Arrasar el escenario

Quede advertido el lector de que el texto que sigue incurre en el más escandaloso de los spoilers. Porque debemos referirnos, en primer lugar, a los instantes finales de Late Night with the Devil, largometraje de los hermanos Cameron y Colin Cairnes. La resolución de la trama nos lleva al escenario de una aparatosa carnicería en el plató de televisión donde transcurre la práctica totalidad del film. El diablo que posee a la joven Lilly orquesta el asesinato en directo de los personajes principales de la película y convierte el plató en un escenario dantesco con cadáveres esparcidos, decorados en llamas, sillas tumbadas, papeles por el suelo y un silencio atronador en las gradas del público, que ha huido despavorido al ver la explosión de violencia.

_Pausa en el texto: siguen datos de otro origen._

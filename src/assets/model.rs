use std::path::PathBuf;

use crate::foundation::core::Mood;

/// One downloaded (or cache-recovered) stock footage clip.
#[derive(Clone, Debug, serde::Serialize, serde::Deserialize)]
pub struct StockClip {
    /// Provider-scoped clip identifier.
    pub id: String,
    /// Name of the provider the clip came from.
    pub provider: String,
    /// Keyword the clip was found under.
    pub keyword: String,
    /// Clip length in seconds as reported by the provider; re-measured
    /// before composition when possible.
    pub duration_sec: f64,
    /// Source resolution `(width, height)`.
    pub resolution: (u32, u32),
    /// Local file path once downloaded.
    #[serde(default, skip_serializing_if = "Option::is_none")]
    pub local_path: Option<PathBuf>,
    /// Whether the local file was actually written.
    #[serde(default)]
    pub downloaded: bool,
}

impl StockClip {
    /// Whether this clip can feed the composition stage: downloaded and still
    /// present on disk.
    pub fn is_usable(&self) -> bool {
        self.downloaded
            && self
                .local_path
                .as_deref()
                .is_some_and(|p| p.exists())
    }
}

/// The concatenated narration track for a plan.
#[derive(Clone, Debug, serde::Serialize, serde::Deserialize)]
pub struct NarrationTrack {
    /// Full narrated text (cleaned).
    pub text: String,
    /// Local path of the concatenated audio file.
    pub local_path: PathBuf,
    /// Measured duration in seconds.
    pub duration_sec: f64,
}

/// One background-music track from the catalog.
#[derive(Clone, Debug, serde::Serialize, serde::Deserialize)]
pub struct BgmTrack {
    /// Track name (file stem by default).
    pub name: String,
    /// Mood classification.
    pub mood: Mood,
    /// Track length in seconds.
    pub duration_sec: f64,
    /// Local file path.
    pub local_path: PathBuf,
    /// Requested playback volume, `0.0..=1.0`; clamped by the mixer.
    pub volume: f64,
    /// Artist credit, when known.
    #[serde(default, skip_serializing_if = "Option::is_none")]
    pub artist: Option<String>,
    /// License note, when known.
    #[serde(default, skip_serializing_if = "Option::is_none")]
    pub license: Option<String>,
}

/// Ground-truth timing for one segment's narration, used for clip allocation.
#[derive(Clone, Copy, Debug, serde::Serialize, serde::Deserialize)]
pub struct SegmentTiming {
    /// Segment index in plan order.
    pub index: usize,
    /// Measured (or alignment-refined) narration duration in seconds.
    pub duration_sec: f64,
    /// Start offset within the concatenated narration track.
    pub start_sec: f64,
    /// True when the duration fell back to the char-rate heuristic instead of
    /// a real measurement.
    pub degraded: bool,
}

/// Everything the collector materialized for one plan.
#[derive(Clone, Debug, Default, serde::Serialize, serde::Deserialize)]
pub struct AssetBundle {
    /// Footage clips, at most one per segment, in segment order. Segments
    /// whose keyword yielded nothing are simply absent.
    pub clips: Vec<StockClip>,
    /// The concatenated narration track, when any narration succeeded.
    #[serde(default, skip_serializing_if = "Option::is_none")]
    pub narration: Option<NarrationTrack>,
    /// Selected background music, when any.
    #[serde(default, skip_serializing_if = "Option::is_none")]
    pub bgm: Option<BgmTrack>,
    /// Per-segment measured timings, one per plan segment.
    pub timings: Vec<SegmentTiming>,
}

impl AssetBundle {
    /// Clips that can actually feed composition.
    pub fn usable_clips(&self) -> Vec<&StockClip> {
        self.clips.iter().filter(|c| c.is_usable()).collect()
    }
}

#[cfg(test)]
#[path = "../../tests/unit/assets/model.rs"]
mod tests;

Es el paisaje después de la masacre con la que se cierra el film de los hermanos Cairnes, ambientado en la noche de Halloween de 1977. Y es exactamente el mismo paisaje con el que arranca Nope, de Jordan Peele: la secuencia del prólogo nos muestra las imágenes de un plató de televisión en calma tras una brutal matanza, perpetuada en este caso por un simio que pierde los papeles en mitad de la retransmisión. Estamos, en este caso, en 1998, y vemos también cuerpos ensangrentados, muebles destrozados, vidrios rotos y los signos de una huida precipitada en la utilería del plató y los asientos del público. Lo mismo, exactamente lo mismo que en Late Night with the Devil. Y de ambas secuencias sale un superviviente que ha intercambiado un último gesto de complicidad con el culpable de todo: el protagonista de Late Night with the Devil, que se deja embaucar por el demonio para completar la escabechina acuchillando a la niña poseída, y el niño escondido en Nope, que vive un instante de entendimiento con el chimpancé a lo Jane Goodall antes de que la policía, desde el fuera de campo, logre abatir repentinamente al animal.

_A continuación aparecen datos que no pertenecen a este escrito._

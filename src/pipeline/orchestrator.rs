//! The pipeline orchestrator: drives the job state machine through its
//! stages, persists every status change, retries publishing with backoff, and
//! keeps aggregate statistics.
//!
//! Execution is single-job-at-a-time: a FIFO queue feeds one worker loop, and
//! all collaborator calls block. One job's failure never aborts a batch: the
//! failure is recorded on the job and the loop moves on.

use std::collections::VecDeque;
use std::path::PathBuf;
use std::sync::Arc;
use std::sync::atomic::{AtomicU64, Ordering};

use chrono::Utc;
use rand::SeedableRng;
use rand::rngs::StdRng;
use tracing::{debug, error, info, warn};

use crate::{
    assets::collector::AssetCollector,
    assets::media::{MIX_SAMPLE_RATE, MediaProbe},
    assets::model::AssetBundle,
    audio::mix::{MusicBedSettings, build_music_bed, mix_tracks, write_mix_to_f32le_file},
    collab::{
        DefaultTrackFetcher, FootageProvider, ForcedAligner, LogProgress, ProgressSink,
        PublishReceipt, PublishRequest, Publisher, SpeechSynthesizer,
    },
    compose::planner::{CompositionPlan, plan_composition},
    config::{ConfigOverlay, PipelineConfig},
    foundation::error::{ReelforgeError, ReelforgeResult},
    job::model::{Job, JobStatus},
    job::store::JobStore,
    layout::text::{CaptionEvent, CaptionLayout, TextMeasurer, caption_cues, layout_caption, layout_title},
    plan::model::ContentPlan,
    plan::reconcile::reconcile_durations,
    render::encode::{RenderJob, Renderer},
};

/// The explicitly constructed collaborator set the orchestrator runs against.
///
/// Lifecycle belongs to the caller: build the collaborators at startup, hand
/// them over, and the orchestrator never re-initializes anything behind the
/// scenes.
pub struct Collaborators {
    /// Narration synthesis.
    pub synthesizer: Box<dyn SpeechSynthesizer>,
    /// Optional forced alignment for timestamp-accurate timings.
    pub aligner: Option<Box<dyn ForcedAligner>>,
    /// Footage providers, queried in order.
    pub footage: Vec<Box<dyn FootageProvider>>,
    /// Optional out-of-band default-music acquisition.
    pub bgm_fetcher: Option<Box<dyn DefaultTrackFetcher>>,
    /// Optional publish target.
    pub publisher: Option<Box<dyn Publisher>>,
    /// Media measurement and transcoding.
    pub media: Box<dyn MediaProbe>,
    /// Compositing backend.
    pub renderer: Box<dyn Renderer>,
    /// Progress reporting.
    pub progress: Box<dyn ProgressSink>,
}

impl Collaborators {
    /// Collaborators with the default tracing progress sink and the given
    /// required pieces; optional collaborators start empty.
    pub fn new(
        synthesizer: Box<dyn SpeechSynthesizer>,
        media: Box<dyn MediaProbe>,
        renderer: Box<dyn Renderer>,
    ) -> Self {
        Self {
            synthesizer,
            aligner: None,
            footage: Vec::new(),
            bgm_fetcher: None,
            publisher: None,
            media,
            renderer,
            progress: Box::new(LogProgress),
        }
    }
}

/// One unit of work for the queue: a ready content plan plus job options.
pub struct JobRequest {
    /// Explicit job id; generated from the clock when absent.
    pub job_id: Option<String>,
    /// The script to turn into a video.
    pub plan: ContentPlan,
    /// Whether to publish after rendering.
    pub publish: bool,
    /// Caller-supplied configuration overrides for this job only.
    pub overrides: Option<ConfigOverlay>,
}

/// Drives jobs through `Pending → Planning → CollectingAssets → Editing →
/// Uploading → Completed`, with `Failed` reachable from every non-terminal
/// state.
pub struct Orchestrator {
    global: PipelineConfig,
    account_defaults: Option<ConfigOverlay>,
    collab: Collaborators,
    store: Arc<JobStore>,
    queue: VecDeque<JobRequest>,
}

/// Progress checkpoints reported as each stage begins.
const PROGRESS_PLANNING: u8 = 10;
const PROGRESS_COLLECTING: u8 = 30;
const PROGRESS_EDITING: u8 = 55;
const PROGRESS_UPLOADING: u8 = 80;
const PROGRESS_DONE: u8 = 100;

impl Orchestrator {
    /// Build an orchestrator over a job-history store at `history_path`.
    pub fn new(
        global: PipelineConfig,
        account_defaults: Option<ConfigOverlay>,
        collab: Collaborators,
        history_path: impl Into<PathBuf>,
    ) -> ReelforgeResult<Self> {
        global.validate()?;
        let store = Arc::new(JobStore::open(history_path)?);
        Ok(Self {
            global,
            account_defaults,
            collab,
            store,
            queue: VecDeque::new(),
        })
    }

    /// The job-history store backing this orchestrator.
    pub fn store(&self) -> &Arc<JobStore> {
        &self.store
    }

    /// Append a request to the FIFO queue.
    pub fn enqueue(&mut self, request: JobRequest) {
        self.queue.push_back(request);
    }

    /// Drain the queue, one job at a time. A failed job is recorded and the
    /// loop continues with the next request.
    pub fn run_queue(&mut self) -> Vec<Job> {
        let mut finished = Vec::new();
        while let Some(request) = self.queue.pop_front() {
            finished.push(self.run(request));
        }
        finished
    }

    /// Run one job to a terminal state. Never panics a batch: every failure
    /// ends as a persisted `Failed` job.
    pub fn run(&self, request: JobRequest) -> Job {
        let mut cfg = self
            .global
            .merged(self.account_defaults.as_ref(), request.overrides.as_ref());
        // The script's format decides the canvas for this job.
        cfg.format = request.plan.format;

        let job_id = request.job_id.clone().unwrap_or_else(generated_job_id);
        let mut job = Job::new(
            &job_id,
            &request.plan.title,
            cfg.format,
            request.plan.target_duration_sec,
        );
        self.persist(&job);
        self.collab
            .progress
            .progress(&format!("job started: {}", request.plan.title), 0);
        info!(job = %job_id, title = %request.plan.title, "job started");

        let mut plan = request.plan;
        let outcome = self.run_stages(&mut job, &mut plan, &cfg, request.publish);
        if let Err(e) = outcome {
            error!(job = %job_id, "job failed: {e}");
            job.record_error(e.to_string());
            if !job.status.is_terminal()
                && let Err(te) = job.transition(JobStatus::Failed)
            {
                warn!(job = %job_id, "could not mark job failed: {te}");
            }
            self.persist(&job);
        }

        let stats = self.store.stats();
        info!(
            total = stats.total,
            completed = stats.completed,
            failed = stats.failed,
            success_rate = stats.success_rate(),
            "job finished"
        );
        job
    }

    fn run_stages(
        &self,
        job: &mut Job,
        plan: &mut ContentPlan,
        cfg: &PipelineConfig,
        publish: bool,
    ) -> ReelforgeResult<()> {
        self.advance(job, JobStatus::Planning, "reconciling script timing", PROGRESS_PLANNING)?;
        cfg.validate()?;
        plan.validate()?;
        let outcome = reconcile_durations(plan, cfg);
        debug!(?outcome, "durations reconciled");

        self.advance(
            job,
            JobStatus::CollectingAssets,
            "collecting narration, footage, and music",
            PROGRESS_COLLECTING,
        )?;
        let mut rng = StdRng::from_entropy();
        let collector = AssetCollector::new(
            cfg,
            self.collab.synthesizer.as_ref(),
            self.collab.aligner.as_deref(),
            &self.collab.footage,
            self.collab.bgm_fetcher.as_deref(),
            self.collab.media.as_ref(),
        );
        let bundle = collector.collect(plan, &mut rng)?;

        self.advance(job, JobStatus::Editing, "composing and rendering", PROGRESS_EDITING)?;
        let comp = plan_composition(&bundle, cfg)?;
        let (captions, title) = self.build_layouts(plan, &bundle, cfg);
        let audio_path = self.mix_audio(&job.id, &bundle, &comp, cfg)?;

        let out_path = cfg.output_dir.join(format!("{}.mp4", job.id));
        let render_job = RenderJob {
            comp: &comp,
            captions: &captions,
            title: title.as_ref(),
            audio_f32le: audio_path.as_deref(),
            audio_sample_rate: MIX_SAMPLE_RATE,
        };
        let rendered = self.collab.renderer.render(&render_job, &out_path)?;
        job.output_path = Some(rendered);
        self.persist(job);

        if publish {
            if let Some(publisher) = &self.collab.publisher {
                self.advance(job, JobStatus::Uploading, "publishing video", PROGRESS_UPLOADING)?;
                let metadata = PublishRequest {
                    title: plan.title.clone(),
                    description: plan.description.clone(),
                    tags: plan.tags.clone(),
                };
                let video = job
                    .output_path
                    .clone()
                    .ok_or_else(|| ReelforgeError::publish("no rendered video to publish"))?;
                let receipt =
                    publish_with_retry(publisher.as_ref(), &video, &metadata, &cfg.publish_backoff)?;
                info!(url = %receipt.url, "published");
                job.publish = Some(receipt);
                self.persist(job);
            } else {
                warn!("publish requested but no publisher is configured");
            }
        }

        self.advance(job, JobStatus::Completed, "all stages complete", PROGRESS_DONE)?;
        Ok(())
    }

    /// Transition, persist, and report one stage boundary.
    fn advance(
        &self,
        job: &mut Job,
        to: JobStatus,
        message: &str,
        percent: u8,
    ) -> ReelforgeResult<()> {
        job.transition(to)?;
        self.persist(job);
        self.collab.progress.progress(message, percent);
        Ok(())
    }

    fn persist(&self, job: &Job) {
        if let Err(e) = self.store.upsert(job) {
            // History is best-effort durable; a write failure must not kill
            // the running job.
            warn!(job = %job.id, "job history write failed: {e}");
        }
    }

    /// Best-effort caption and title layout. Missing or unreadable fonts
    /// disable text rather than failing the job.
    fn build_layouts(
        &self,
        plan: &ContentPlan,
        bundle: &AssetBundle,
        cfg: &PipelineConfig,
    ) -> (Vec<CaptionEvent>, Option<CaptionLayout>) {
        let canvas = cfg.canvas();

        let mut events = Vec::new();
        match std::fs::read(&cfg.subtitle.font_path)
            .map_err(|e| ReelforgeError::validation(e.to_string()))
            .and_then(TextMeasurer::new)
        {
            Ok(mut measurer) => {
                for cue in caption_cues(&plan.segments, &bundle.timings, &cfg.subtitle) {
                    match layout_caption(&cue.text, canvas, &cfg.safe_zone, &cfg.subtitle, &mut measurer)
                    {
                        Ok(layout) => events.push(CaptionEvent {
                            start_sec: cue.start_sec,
                            end_sec: cue.start_sec + cue.duration_sec,
                            layout,
                        }),
                        Err(e) => warn!("caption layout failed: {e}"),
                    }
                }
            }
            Err(e) => warn!(
                font = %cfg.subtitle.font_path.display(),
                "caption font unavailable; rendering without captions: {e}"
            ),
        }

        let title = std::fs::read(&cfg.title.font_path)
            .map_err(|e| ReelforgeError::validation(e.to_string()))
            .and_then(TextMeasurer::new)
            .and_then(|mut measurer| {
                layout_title(&plan.title, canvas, &cfg.safe_zone, &cfg.title, &mut measurer)
            })
            .map_err(|e| {
                warn!("title layout unavailable: {e}");
                e
            })
            .ok();

        (events, title)
    }

    /// Decode, bed, and mix the job's audio; returns the raw f32le path, or
    /// `None` when there is nothing to mix.
    fn mix_audio(
        &self,
        job_id: &str,
        bundle: &AssetBundle,
        comp: &CompositionPlan,
        cfg: &PipelineConfig,
    ) -> ReelforgeResult<Option<PathBuf>> {
        let narration = match &bundle.narration {
            Some(track) => Some(
                self.collab
                    .media
                    .decode_audio_f32_stereo(&track.local_path, MIX_SAMPLE_RATE)
                    .map_err(|e| {
                        // Losing narration at mix time would desynchronize
                        // the video, so this is fatal.
                        ReelforgeError::composition(format!("narration decode failed: {e}"))
                    })?,
            ),
            None => None,
        };

        let bed = bundle.bgm.as_ref().and_then(|track| {
            match self
                .collab
                .media
                .decode_audio_f32_stereo(&track.local_path, MIX_SAMPLE_RATE)
            {
                Ok(pcm) => build_music_bed(
                    &pcm,
                    &MusicBedSettings {
                        target_duration_sec: comp.total_duration_sec,
                        fade_in_sec: cfg.music_fade_in_sec,
                        fade_out_sec: cfg.music_fade_out_sec,
                        requested_volume: track.volume.min(cfg.music_volume),
                        volume_floor: cfg.music_volume_floor,
                        volume_ceiling: cfg.music_volume_ceiling,
                    },
                ),
                Err(e) => {
                    warn!(track = %track.name, "music decode failed; continuing without: {e}");
                    None
                }
            }
        });

        let total_samples =
            (comp.total_duration_sec * f64::from(MIX_SAMPLE_RATE)).round() as usize * 2;
        let narration_samples = narration.as_ref().map(|p| p.interleaved_f32.as_slice());
        let Some(mixed) = mix_tracks(narration_samples, bed.as_deref(), total_samples) else {
            return Ok(None);
        };

        let path = cfg.workdir.join("audio").join(format!("{job_id}_mix.f32le"));
        write_mix_to_f32le_file(&mixed, &path)?;
        Ok(Some(path))
    }
}

/// Timestamped job id with a process-wide sequence suffix so that jobs
/// created within the same second stay distinct.
fn generated_job_id() -> String {
    static JOB_SEQ: AtomicU64 = AtomicU64::new(0);
    format!(
        "job_{}_{:03}",
        Utc::now().format("%Y%m%d_%H%M%S"),
        JOB_SEQ.fetch_add(1, Ordering::Relaxed)
    )
}

/// Publish with up to `backoff.len() + 1` attempts, sleeping between retries.
fn publish_with_retry(
    publisher: &dyn Publisher,
    video: &std::path::Path,
    metadata: &PublishRequest,
    backoff: &[std::time::Duration],
) -> ReelforgeResult<PublishReceipt> {
    let attempts = backoff.len() + 1;
    let mut last_error = String::new();
    for attempt in 1..=attempts {
        match publisher.publish(video, metadata) {
            Ok(receipt) => return Ok(receipt),
            Err(e) => {
                warn!(attempt, attempts, "publish attempt failed: {e}");
                last_error = e.to_string();
                if attempt < attempts {
                    std::thread::sleep(backoff[attempt - 1]);
                }
            }
        }
    }
    Err(ReelforgeError::publish(format!(
        "upload failed after {attempts} attempts: {last_error}"
    )))
}

#[cfg(test)]
#[path = "../../tests/unit/pipeline/orchestrator.rs"]
mod tests;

La coincidencia entre las imágenes que cierran el film de los Cairnes y las que abren el de Peele podría propiciar una forzada meditación sobre el porqué del particular. Uno prefiere prevenirse contra la sobreinterpretación o, por decirlo en otros términos, contra la simple y pura paja mental. No obstante, me gustaría pensar que hay una especie de instinto en común, una idea casi inconsciente en el hecho de que dos significativas películas fantásticas de nuestro tiempo hayan reproducido el motivo visual del plató tras la masacre, ya sea como clímax final de una extraña función ante las cámaras, oclusiva y malsana desde el inicio, que se nos va revelando poco a poco como una historia sobre posesiones diabólicas, ya sea como punto de partida de un relato sobre platillos voladores tradicional y autoconsciente a la vez.

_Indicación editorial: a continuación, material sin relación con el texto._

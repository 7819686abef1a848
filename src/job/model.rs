use chrono::{DateTime, Utc};

use crate::{
    collab::PublishReceipt,
    foundation::core::VideoFormat,
    foundation::error::{ReelforgeError, ReelforgeResult},
};

/// Job lifecycle states, strictly forward except the `Failed` escape.
#[derive(Clone, Copy, Debug, PartialEq, Eq, serde::Serialize, serde::Deserialize)]
#[serde(rename_all = "snake_case")]
pub enum JobStatus {
    /// Queued, not yet started.
    Pending,
    /// Script validation and duration reconciliation.
    Planning,
    /// Narration synthesis, footage and music acquisition.
    CollectingAssets,
    /// Composition planning, layout, mixing, rendering.
    Editing,
    /// Publishing the rendered video.
    Uploading,
    /// Finished successfully.
    Completed,
    /// Finished with a fatal error.
    Failed,
}

/// The closed transition table: everything not listed here is rejected.
/// `Editing -> Completed` is the path for jobs that skip publishing.
const TRANSITIONS: [(JobStatus, JobStatus); 6] = [
    (JobStatus::Pending, JobStatus::Planning),
    (JobStatus::Planning, JobStatus::CollectingAssets),
    (JobStatus::CollectingAssets, JobStatus::Editing),
    (JobStatus::Editing, JobStatus::Uploading),
    (JobStatus::Editing, JobStatus::Completed),
    (JobStatus::Uploading, JobStatus::Completed),
];

impl JobStatus {
    /// Position in the forward chain, used to check monotonicity. `Failed`
    /// sits past every forward state.
    pub fn stage_index(self) -> u8 {
        match self {
            JobStatus::Pending => 0,
            JobStatus::Planning => 1,
            JobStatus::CollectingAssets => 2,
            JobStatus::Editing => 3,
            JobStatus::Uploading => 4,
            JobStatus::Completed => 5,
            JobStatus::Failed => 6,
        }
    }

    /// Whether this state ends the job's lifecycle.
    pub fn is_terminal(self) -> bool {
        matches!(self, JobStatus::Completed | JobStatus::Failed)
    }

    /// Whether a transition from `self` to `to` is in the table.
    pub fn can_transition_to(self, to: JobStatus) -> bool {
        if to == JobStatus::Failed {
            return !self.is_terminal();
        }
        TRANSITIONS.contains(&(self, to))
    }
}

/// One end-to-end pipeline execution with persisted state.
///
/// Owned exclusively by the orchestrator; every mutation goes through
/// [`Job::transition`] / [`Job::record_error`] and is persisted by the job
/// store immediately afterwards. Jobs are never deleted by the core.
#[derive(Clone, Debug, serde::Serialize, serde::Deserialize)]
pub struct Job {
    /// Stable job identifier; also names the output file.
    pub id: String,
    /// The topic or title the job was created for.
    pub topic: String,
    /// Target video format.
    pub format: VideoFormat,
    /// Requested duration in seconds.
    pub target_duration_sec: f64,
    /// Current lifecycle state.
    pub status: JobStatus,
    /// Every state the job has been in, in order.
    pub history: Vec<JobStatus>,
    /// Rendered video path once editing succeeds.
    #[serde(default, skip_serializing_if = "Option::is_none")]
    pub output_path: Option<std::path::PathBuf>,
    /// Publish result once uploading succeeds.
    #[serde(default, skip_serializing_if = "Option::is_none")]
    pub publish: Option<PublishReceipt>,
    /// Timestamped fatal-error messages.
    #[serde(default)]
    pub error_log: Vec<String>,
    /// Creation time.
    pub created_at: DateTime<Utc>,
    /// Last mutation time.
    pub updated_at: DateTime<Utc>,
    /// Set when the job reaches a terminal state.
    #[serde(default, skip_serializing_if = "Option::is_none")]
    pub completed_at: Option<DateTime<Utc>>,
}

impl Job {
    /// Create a pending job.
    pub fn new(
        id: impl Into<String>,
        topic: impl Into<String>,
        format: VideoFormat,
        target_duration_sec: f64,
    ) -> Self {
        let now = Utc::now();
        Self {
            id: id.into(),
            topic: topic.into(),
            format,
            target_duration_sec,
            status: JobStatus::Pending,
            history: vec![JobStatus::Pending],
            output_path: None,
            publish: None,
            error_log: Vec::new(),
            created_at: now,
            updated_at: now,
            completed_at: None,
        }
    }

    /// Move the job to `to`, rejecting transitions outside the table.
    pub fn transition(&mut self, to: JobStatus) -> ReelforgeResult<()> {
        if !self.status.can_transition_to(to) {
            return Err(ReelforgeError::validation(format!(
                "illegal job transition {:?} -> {:?}",
                self.status, to
            )));
        }
        self.status = to;
        self.history.push(to);
        self.updated_at = Utc::now();
        if to.is_terminal() {
            self.completed_at = Some(self.updated_at);
        }
        Ok(())
    }

    /// Append a timestamped message to the error log.
    pub fn record_error(&mut self, message: impl AsRef<str>) {
        let now = Utc::now();
        self.error_log
            .push(format!("[{}] {}", now.format("%Y-%m-%d %H:%M:%S"), message.as_ref()));
        self.updated_at = now;
    }
}

#[cfg(test)]
#[path = "../../tests/unit/job/model.rs"]
mod tests;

Pues, aunque estamos ya en una fase avanzada de la era digital y parece que ha terminado el reinado de la televisión convencional, el plató de un magacín televisivo sigue simbolizando, en cierto sentido, la hegemonía de la pequeña pantalla y de una forma de entretenimiento banal, sin exigencias estéticas y accesible en muchos sentidos; es decir, todo lo opuesto a los oropeles del cine y su puesta en escena. Como si nuestro consumo cotidiano y rutinario de imágenes sin aura en la tele o en los dispositivos digitales se interrumpiera abruptamente con la irrupción de lo fantástico, la manifestación violenta de un género que nos recuerda que todo comienza con la desestabilización de la normalidad. Es significativo también que ambos filmes nos muestren el cruel exterminio de sendos personajes descreídos: el gurú del racionalismo empeñado en desenmascarar embustes en Late Night with the Devil, el cameraman embebido de ambición en Nope.

A finales de los setenta, cuando transcurre Late Night with the Devil, empezó la popularización de las televisiones en color y de los sistemas de vídeo doméstico. A finales de los noventa, momento en el que está ambientado el prólogo de Nope, arrancaba la era digital y la hegemonía de internet. Hoy parece que el desarrollo de la inteligencia digital nos vaya a convertir a todos en escépticos sin remedio y/o en ingenuísimos tontos de capirote. Y la muerte del cine, en fin, siempre está ahí de una u otra forma, acechante; pero, con la misma insistencia, reaparece una y otra vez lo fantástico en la pantalla para despedazar el plató, derramar litros de sangre y recordarnos que no se puede matar a un espectro.